The wave of criticism affected the United States, which sees the success of the Summit of the Americas in danger, where it aspired to present a regional migration plan.

< p class=”paragraph”>This objective is key for President Joe Biden, who wants to tackle the current migration crisis on his southern border, and relaunch his popularity and the options of the candidates of the Democratic Party of ahead of the November elections.

The exclusion of Cuba, however, would leave one of the largest emitters of migrants in recent months out of a potential migratory pact. From October to April, there were 114,000 Cubans who have arrived in the United States, according to data from its border agency.

Joe Biden’s government will try to focus on the migration crisis during the Summit of the Americas in Los Angeles (Yuichi Yamazaki/REUTERS)

The Summit of the Americas, initiated in 1994 by the United States with a meeting in Miami, does not have a defined structure that determines who its participants are and leaves the invitations in the hands of the host.

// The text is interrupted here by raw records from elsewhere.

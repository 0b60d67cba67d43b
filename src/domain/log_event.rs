use super::log_source::{INTERNAL_TAG, LogSource};

/// A single event handed to the forwarding pipeline.
///
/// `level` is on the host's 0..=7 scale; values above 7 are clamped when the
/// record is built, not here.
#[derive(Debug, Clone, PartialEq, Eq)]
pub struct LogEvent {
    pub level: u8,
    pub tag: String,
    pub message: String,
    pub source: LogSource,
}

impl LogEvent {
    pub fn new(
        level: u8,
        tag: impl Into<String>,
        message: impl Into<String>,
        source: LogSource,
    ) -> Self {
        Self {
            level,
            tag: tag.into(),
            message: message.into(),
            source,
        }
    }

    pub fn logger(level: u8, tag: impl Into<String>, message: impl Into<String>) -> Self {
        Self::new(level, tag, message, LogSource::Logger)
    }

    pub fn direct(level: u8, tag: impl Into<String>, message: impl Into<String>) -> Self {
        Self::new(level, tag, message, LogSource::Direct)
    }

    pub fn internal(level: u8, message: impl Into<String>) -> Self {
        Self::new(level, INTERNAL_TAG, message, LogSource::Internal)
    }
}
//! Domain layer for rask-syslog-forwarder.
//!
//! Contains the canonical types shared across all modules:
//! - `LogEvent`: a single `(level, tag, message, source)` event entering the pipeline
//! - `LogSource`: which subsystem produced an event (Logger/Direct/Internal)
//! - `ForwarderError`: Top-level error type

pub mod error;
pub mod log_event;
pub mod log_source;

pub use error::ForwarderError;
pub use log_event::LogEvent;
pub use log_source::{INTERNAL_TAG, LogSource};
//! Source classification and tag prefixing.

use crate::domain::{INTERNAL_TAG, LogSource};
use std::borrow::Cow;

const PREFIX_TERMINATOR: &str = ": ";

/// Trims `value` and replaces internal spaces with underscores.
///
/// Used for values that become a single token of the wire record.
pub fn normalize_token(value: &str) -> String {
    value.trim().replace(' ', "_")
}

/// Normalizes a configured prefix so it always ends with `": "`.
///
/// Empty (or whitespace-only) input means "no prefix" and stays empty.
pub fn normalize_prefix(prefix: &str) -> String {
    let mut normalized = normalize_token(prefix);
    if normalized.is_empty() {
        return normalized;
    }

    // Trimming already removed any trailing space of a ": " terminator.
    if normalized.ends_with(':') {
        normalized.push(' ');
    } else {
        normalized.push_str(PREFIX_TERMINATOR);
    }
    normalized
}

/// Prefixes applied to direct-call and logger-forwarded tags.
#[derive(Debug, Clone, Default, PartialEq, Eq)]
pub struct PrefixConfig {
    direct_prefix: String,
    logger_prefix: String,
}

impl PrefixConfig {
    pub fn new(direct_prefix: &str, logger_prefix: &str) -> Self {
        Self {
            direct_prefix: normalize_prefix(direct_prefix),
            logger_prefix: normalize_prefix(logger_prefix),
        }
    }

    pub fn direct_prefix(&self) -> &str {
        &self.direct_prefix
    }

    pub fn logger_prefix(&self) -> &str {
        &self.logger_prefix
    }

    pub fn set_direct_prefix(&mut self, prefix: &str) {
        self.direct_prefix = normalize_prefix(prefix);
    }

    pub fn set_logger_prefix(&mut self, prefix: &str) {
        self.logger_prefix = normalize_prefix(prefix);
    }

    /// Prefix configured for `source`; internal records are never prefixed.
    pub fn prefix_for(&self, source: LogSource) -> &str {
        match source {
            LogSource::Direct => &self.direct_prefix,
            LogSource::Logger => &self.logger_prefix,
            LogSource::Internal => "",
        }
    }

    /// Infers the origin of a tag from the prefixes it already carries.
    pub fn classify(&self, tag: &str) -> LogSource {
        if !self.direct_prefix.is_empty() && tag.starts_with(&self.direct_prefix) {
            LogSource::Direct
        } else if !self.logger_prefix.is_empty() && tag.starts_with(&self.logger_prefix) {
            LogSource::Logger
        } else if tag == INTERNAL_TAG {
            LogSource::Internal
        } else {
            LogSource::Direct
        }
    }

    /// Prepends the source's prefix unless `tag` already starts with it.
    pub fn apply<'a>(&self, tag: &'a str, source: LogSource) -> Cow<'a, str> {
        let prefix = self.prefix_for(source);
        if prefix.is_empty() || tag.starts_with(prefix) {
            Cow::Borrowed(tag)
        } else {
            Cow::Owned(format!("{prefix}{tag}"))
        }
    }
}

Due to its informal relationship with the Organization of American States (OAS), from which Cuba was expelled after the triumph of the revolution in 1959, Havana was not included in the first quotes.

However, the island did participate in the last two summits, that of Panama in 2015 and that of Peru in 2018.

ALBA regularly holds its summits of leaders at End of the year. The previous one was in December 2021, also in Havana. Then issues of internal cooperation were discussed and the idea of jointly producing agri-food products and medicines was even launched.

Currently, ALBA has ten members (Former and Barbuda, Bolivia, Cuba, Dominica, Grenada, Nicaragua, Saint Kitts and Nevis, Saint Lucia, Saint Vincent and the Grenadines, and Venezuela, and two special guests (Haiti and Suriname).